Baltic Way 2023 Shortlist

Let $O$ be the circumcentre of $\odot (ABC)$. We proceed in several steps.

Step 1: Point $O$ lies on $\odot (ABD)$ and $\odot (ACE)$. Proof. Note that since $|AD|=|DC|$, we have $\angle CDA=180^{\circ }-2\angle ACB$, therefore $\angle ADB=2\angle ACB=\angle AOB$, which means that quadrilateral $AODB$ is cyclic. Similarly, we can prove that quadrilateral $AOEC$ is cyclic. $\square$

Step 2: Points $Y$, $A$, $Z$ are collinear. Moreover, $YZ$ is tangent to $\odot (ABC)$ at point $A$. Proof. Note that since $YB$ is tangent to $\odot (ABC)$, we have that: $$\angle AOY=\angle YBA=\angle ACB.$$ Since $\angle AOB=2\angle ACB$, we get that: $$\angle YAB=\angle YOB=\angle AOB-\angle AOY=\angle ACB.$$ This means that $YA$ is tangent to $\odot (ABC)$. Consequently, $|YA|=|YB|$ implies that $Y$ lies on the perpendicular bisector of $AB$. Similarly, we can prove that $AZ$ is tangent to $\odot (ABC)$ and $Z$ lies on the perpendicular bisector of $AC$. Since the tangent line at a fixed point is unique, we conclude that points $Y$, $A$, $Z$ all lie on the tangent to $\odot (ABC)$ at the point $A$. $\square$

Step 3: Points $Y$, $O$, $E$ and $Z$, $O$, $D$ are collinear. Moreover, $O$ is the orthocentre of $△YZX$. Proof.
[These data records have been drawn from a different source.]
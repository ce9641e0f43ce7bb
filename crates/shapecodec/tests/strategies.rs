// SPDX-License-Identifier: Apache-2.0 OR MIT
// Copyright (c) 2025-2026 naskel.com

//! Strategy behavior observed through generated procedures and runtime codecs.

use shapecodec::hooks::FnConverter;
use shapecodec::shape::{
    ConstructorShape, Conversion, CustomMethods, DynamicTypes, MemberAttributes, PrimitiveKind,
    ResolverShape, StreamParam, VersionGate,
};
use shapecodec::{
    CodecError, CodecUnit, CodegenConfig, DiagnosticCode, DynamicResolver, Generator, Hooks,
    MemberShape, Object, ObjectShape, Op, ResolvedType, RuntimeCodecs, ShapeCache, ShapeRegistry,
    TypeShape, Value,
};

fn int() -> TypeShape {
    TypeShape::primitive(PrimitiveKind::I32)
}

fn string() -> TypeShape {
    TypeShape::primitive(PrimitiveKind::String)
}

fn generate(registry: &ShapeRegistry, shape: &TypeShape) -> CodecUnit {
    let config = CodegenConfig::default();
    let cache = ShapeCache::new();
    Generator::new(registry, &config, &cache)
        .generate(shape)
        .expect("generate")
}

/// The `Construct` op of the primary decode procedure.
fn construct_of(unit: &CodecUnit) -> Op {
    let entry = unit.primary().expect("entry");
    let decode = unit.procedure(entry.decode.expect("decode")).expect("proc");
    decode
        .body
        .iter()
        .find(|op| matches!(op, Op::Construct { .. }))
        .cloned()
        .expect("construct op")
}

// ---- reconstruction ---------------------------------------------------------

fn account(preferred_single: bool, balance_writable: bool) -> ShapeRegistry {
    let single = ConstructorShape::with_params(&["Id"]);
    let single = if preferred_single { single.preferred() } else { single };
    let balance = MemberShape::field("balance", TypeShape::primitive(PrimitiveKind::I64));
    let balance = if balance_writable { balance } else { balance.read_only() };
    let mut registry = ShapeRegistry::new();
    registry
        .register(
            ObjectShape::class("Account")
                .field("id", int())
                .field("owner", string())
                .member(balance)
                .constructor(single)
                .constructor(ConstructorShape::with_params(&["id", "owner"]))
                .build(),
        )
        .expect("register");
    registry
}

#[test]
fn test_largest_matching_constructor_wins() {
    let unit = generate(&account(false, true), &TypeShape::named("Account"));
    let Op::Construct {
        ctor, assignments, ..
    } = construct_of(&unit)
    else {
        unreachable!()
    };
    let ctor = ctor.expect("constructor");
    assert_eq!(ctor.index, 1);
    let params: Vec<&str> = ctor.args.iter().map(|(m, _)| m.as_str()).collect();
    assert_eq!(params, vec!["id", "owner"]);
    let assigned: Vec<&str> = assignments.iter().map(|a| a.member.as_str()).collect();
    assert_eq!(assigned, vec!["balance"]);
}

#[test]
fn test_preferred_constructor_wins_over_arity() {
    let unit = generate(&account(true, true), &TypeShape::named("Account"));
    let Op::Construct {
        ctor, assignments, ..
    } = construct_of(&unit)
    else {
        unreachable!()
    };
    assert_eq!(ctor.expect("constructor").index, 0);
    let assigned: Vec<&str> = assignments.iter().map(|a| a.member.as_str()).collect();
    assert_eq!(assigned, vec!["owner", "balance"]);
}

#[test]
fn test_read_only_member_outside_constructor_is_dropped() {
    let codecs = RuntimeCodecs::new(account(true, false), CodegenConfig::default());
    let shape = TypeShape::named("Account");
    let value = Value::Object(
        Object::new("Account")
            .with("id", 1i32)
            .with("owner", "ada")
            .with("balance", 500i64),
    );
    let bytes = codecs.encode(&shape, &value).expect("encode");
    let back = codecs.decode(&shape, &bytes).expect("decode");
    let expected = Value::Object(Object::new("Account").with("id", 1i32).with("owner", "ada"));
    assert_eq!(back, expected);
}

// ---- versioning -------------------------------------------------------------

fn message(default: Option<&str>) -> ShapeRegistry {
    let gate = MemberAttributes {
        version: Some(VersionGate {
            predicate: "is_v2".into(),
            variables: vec!["version".into()],
            default: default.map(str::to_string),
        }),
        ..Default::default()
    };
    let mut registry = ShapeRegistry::new();
    registry
        .register(
            ObjectShape::class("Message")
                .field("version", int())
                .member(MemberShape::field("extra", int()).with_attrs(gate))
                .build(),
        )
        .expect("register");
    registry
}

fn version_hooks() -> Hooks {
    Hooks::new()
        .with_predicate("is_v2", |args: &[Value]| args.first() == Some(&Value::I32(2)))
        .with_default("zero", || Value::I32(0))
}

#[test]
fn test_versioned_member_follows_predicate() {
    let codecs =
        RuntimeCodecs::new(message(Some("zero")), CodegenConfig::default()).with_hooks(version_hooks());
    let shape = TypeShape::named("Message");
    let v1 = Value::Object(Object::new("Message").with("version", 1i32).with("extra", 5i32));
    let v2 = Value::Object(Object::new("Message").with("version", 2i32).with("extra", 5i32));

    let bytes = codecs.encode(&shape, &v1).expect("encode v1");
    assert_eq!(bytes, vec![1, 0, 0, 0]);
    let back = codecs.decode(&shape, &bytes).expect("decode v1");
    let defaulted = Value::Object(Object::new("Message").with("version", 1i32).with("extra", 0i32));
    assert_eq!(back, defaulted);

    let bytes = codecs.encode(&shape, &v2).expect("encode v2");
    assert_eq!(bytes, vec![2, 0, 0, 0, 5, 0, 0, 0]);
    assert_eq!(codecs.decode(&shape, &bytes).expect("decode v2"), v2);
}

#[test]
fn test_versioned_member_without_default_stays_unset() {
    let codecs = RuntimeCodecs::new(message(None), CodegenConfig::default()).with_hooks(version_hooks());
    let back = codecs
        .decode(&TypeShape::named("Message"), &[1, 0, 0, 0])
        .expect("decode");
    assert_eq!(back, Value::Object(Object::new("Message").with("version", 1i32)));
}

#[test]
fn test_missing_predicate_fails_codec_build() {
    let codecs = RuntimeCodecs::new(message(None), CodegenConfig::default());
    let err = codecs.codec(&TypeShape::named("Message")).unwrap_err();
    assert!(matches!(err, CodecError::MissingHook { kind: "predicate", .. }));
}

#[test]
fn test_version_variable_must_precede_member() {
    let gate = MemberAttributes {
        version: Some(VersionGate {
            predicate: "is_v2".into(),
            variables: vec!["version".into()],
            default: None,
        }),
        ..Default::default()
    };
    let mut registry = ShapeRegistry::new();
    registry
        .register(
            ObjectShape::class("Late")
                .member(MemberShape::field("extra", int()).with_attrs(gate))
                .field("version", int())
                .build(),
        )
        .expect("register");
    let unit = generate(&registry, &TypeShape::named("Late"));
    assert!(unit
        .diagnostics
        .iter()
        .any(|d| d.code == DiagnosticCode::InvalidAnnotation));
}

// ---- conversion and custom methods -----------------------------------------

#[test]
fn test_converter_changes_wire_type() {
    let attrs = MemberAttributes {
        convert: Some(Conversion {
            converter: "tenths".into(),
            targets: vec![int()],
            convert_to: None,
            source: None,
        }),
        ..Default::default()
    };
    let mut registry = ShapeRegistry::new();
    registry
        .register(
            ObjectShape::class("Reading")
                .member(
                    MemberShape::field("celsius", TypeShape::primitive(PrimitiveKind::F64))
                        .with_attrs(attrs),
                )
                .build(),
        )
        .expect("register");
    let tenths = FnConverter::new(
        |v: &Value| match v {
            Value::F64(c) => Ok(Value::I32((c * 10.0).round() as i32)),
            other => Err(CodecError::TypeMismatch {
                expected: "f64".into(),
                found: other.type_label(),
            }),
        },
        |v: Value| match v {
            Value::I32(t) => Ok(Value::F64(f64::from(t) / 10.0)),
            other => Err(CodecError::TypeMismatch {
                expected: "i32".into(),
                found: other.type_label(),
            }),
        },
    );
    let codecs = RuntimeCodecs::new(registry, CodegenConfig::default())
        .with_hooks(Hooks::new().with_converter("tenths", tenths));
    let shape = TypeShape::named("Reading");
    let value = Value::Object(Object::new("Reading").with("celsius", 21.5f64));
    let bytes = codecs.encode(&shape, &value).expect("encode");
    assert_eq!(bytes, 215i32.to_le_bytes().to_vec());
    assert_eq!(codecs.decode(&shape, &bytes).expect("decode"), value);
}

fn palette_registry(deserialize: Option<&str>) -> ShapeRegistry {
    let mut registry = ShapeRegistry::new();
    registry
        .register(
            ObjectShape::structure("Color")
                .field("r", TypeShape::primitive(PrimitiveKind::U8))
                .field("g", TypeShape::primitive(PrimitiveKind::U8))
                .field("b", TypeShape::primitive(PrimitiveKind::U8))
                .custom(CustomMethods {
                    serialize: Some("write_rgb".into()),
                    deserialize: deserialize.map(str::to_string),
                    stream: StreamParam::Exact {
                        type_name: "BufferWriter".into(),
                    },
                })
                .build(),
        )
        .expect("register");
    registry
        .register(
            ObjectShape::class("Palette")
                .field("primary", TypeShape::named("Color"))
                .build(),
        )
        .expect("register");
    registry
}

fn rgb(r: u8, g: u8, b: u8) -> Value {
    Value::Object(Object::new("Color").with("r", r).with("g", g).with("b", b))
}

#[test]
fn test_custom_methods_replace_member_encoding() {
    let hooks = Hooks::new()
        .with_encoder("Color", "write_rgb", |value, w| {
            let channels = match value.as_object() {
                Some(o) => ["r", "g", "b"].map(|c| match o.get(c) {
                    Some(Value::U8(v)) => *v,
                    _ => 0,
                }),
                None => [0; 3],
            };
            w.write_u32(u32::from_le_bytes([channels[0], channels[1], channels[2], 0xFF]))
        })
        .with_decoder("Color", "read_rgb", |r| {
            let [red, green, blue, _] = r.read_u32()?.to_le_bytes();
            Ok(rgb(red, green, blue))
        });
    let codecs = RuntimeCodecs::new(palette_registry(Some("read_rgb")), CodegenConfig::default())
        .with_hooks(hooks);
    let shape = TypeShape::named("Palette");
    let value = Value::Object(Object::new("Palette").with("primary", rgb(1, 2, 3)));
    let bytes = codecs.encode(&shape, &value).expect("encode");
    assert_eq!(bytes, vec![1, 2, 3, 0xFF]);
    assert_eq!(codecs.decode(&shape, &bytes).expect("decode"), value);
}

#[test]
fn test_unpaired_custom_method_falls_back_to_members() {
    let registry = palette_registry(None);
    let unit = generate(&registry, &TypeShape::named("Palette"));
    assert!(unit
        .diagnostics
        .iter()
        .any(|d| d.code == DiagnosticCode::InvalidAnnotation));

    let codecs = RuntimeCodecs::new(registry, CodegenConfig::default());
    let value = Value::Object(Object::new("Palette").with("primary", rgb(9, 8, 7)));
    let bytes = codecs
        .encode(&TypeShape::named("Palette"), &value)
        .expect("encode");
    assert_eq!(bytes, vec![9, 8, 7]);
}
The first part follows from the previous result that $Y$ lies on the perpendicular bisector of $AB$, which is $OE$. A similar argument applies to $Z$, $O$, $D$. Since the radius of a circle is perpendicular to the corresponding tangent, note that: $$\angle OBY=\angle ODY=\angle YAO=90^{\circ }\text{and}\angle OCZ=\angle OEZ=90^{\circ }.$$ This gives us that $ZD\perp YX$ and $YE\perp ZX$, implying that $O$ is the orthocentre of $△YZX$. Also note that this immediately gives us that points $A$, $O$, $X$ are collinear, too. $\square$

To finish the problem, note that quadrilateral $YDEZ$ is cyclic from $\angle YDZ=\angle YEZ=90^{\circ }$. Therefore: $$\angle DAO=\angle DYO=\angle OZE=\angle OAE.$$

Since $OX$ is the diameter of $\odot (DEX)$ (note that $\angle ODX=\angle OEX=90^{\circ }$) and $OX$ is the bisector of $\angle DAE$, by symmetry we have that $DV$ and $UE$ are parallel lines. It is well-known that the diagonals of an isosceles trapezoid intersect on the perpendicular bisector of their parallel sides. Therefore, lines $UV$, $DE$, $AX$ are concurrent, as desired.